Their motives are both altruistic and self-serving. Since the mid-90s, parliament has shuttled monthly between Brussels and Strasbourg — at a cost of €200 million a year. The Campaign for Parliamentary Reform (CPR) argues that money is wasted.
The French disagree. “I’ve always voted to keep the seat here because it’s an important European symbol,” says M.E.P. Christine de Veyrac of France’s center-right UMP Party. And the city itself invokes the 1997 treaty that calls for it to host 12 annual plenary meetings. “The arguments by the adversaries of Strasbourg are very ignorant of European reality,” claims Mayor Fabienne Keller’s office.
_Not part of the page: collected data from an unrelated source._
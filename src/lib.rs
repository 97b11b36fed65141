//! Paired x/y series for magnetotransport analysis.
//!
//! [`Data`] wraps a two-column table: x is the independent variable (e.g.
//! magnetic field), y the dependent one (resistance, conductance). Arithmetic
//! acts on y only and requires matching x when two containers meet.
//! Resampling interpolates onto new x grids so sweeps taken at different
//! points can be combined with [`sum_data`] and [`mean`] and saved with
//! [`save_data`].
//!
//! ```no_run
//! use giga_data::{mean, save_data, Data, SaveOptions};
//!
//! # fn main() -> giga_data::Result<()> {
//! let up = Data::from_xy(&[0.0, 0.4, 1.1, 2.0], &[10.0, 10.2, 10.9, 12.0])?;
//! let down = Data::from_xy(&[0.1, 0.9, 1.6, 2.0], &[10.1, 10.7, 11.5, 12.1])?;
//!
//! let sweeps = [up.resample_range(0.5, 2.0, 0.5)?, down.resample_range(0.5, 2.0, 0.5)?];
//! let avg = mean(&sweeps)?;
//! save_data("avg.csv", &[avg], &["VT64"], &SaveOptions::default())?;
//! # Ok(())
//! # }
//! ```

pub mod data;
pub mod error;
pub mod export;
pub mod sample;

pub use data::aggregate::{mean, sum_data};
pub use data::arith::{BinaryOp, Operand};
pub use data::filter::Selection;
pub use data::interp::{arange, even_grid, linspace, InterpKind, InterpOptions, Interpolator, OutOfBounds};
pub use data::loader::{load_file, LoadOptions};
pub use data::model::{Data, DataOptions, SetValue, StripSort};
pub use error::{DataError, Result};
pub use export::{save_arrays, save_data, save_dict, write_arrays, write_data, SaveOptions};
pub use sample::{gen_rand, gen_rand_with};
Still, according to an internal E.U. website poll, 7 out of 10 M.E.P.s and their staff favor making Brussels Parliament’s sole base.
Even so, CPR chairman Alexander Alvaro likens his group’s efforts to “the trickle of raindrops on a rock that eventually makes a hole.” At that rate, M.E.P.s will commute — and the E.U. will wait for its institute — for a long time indeed.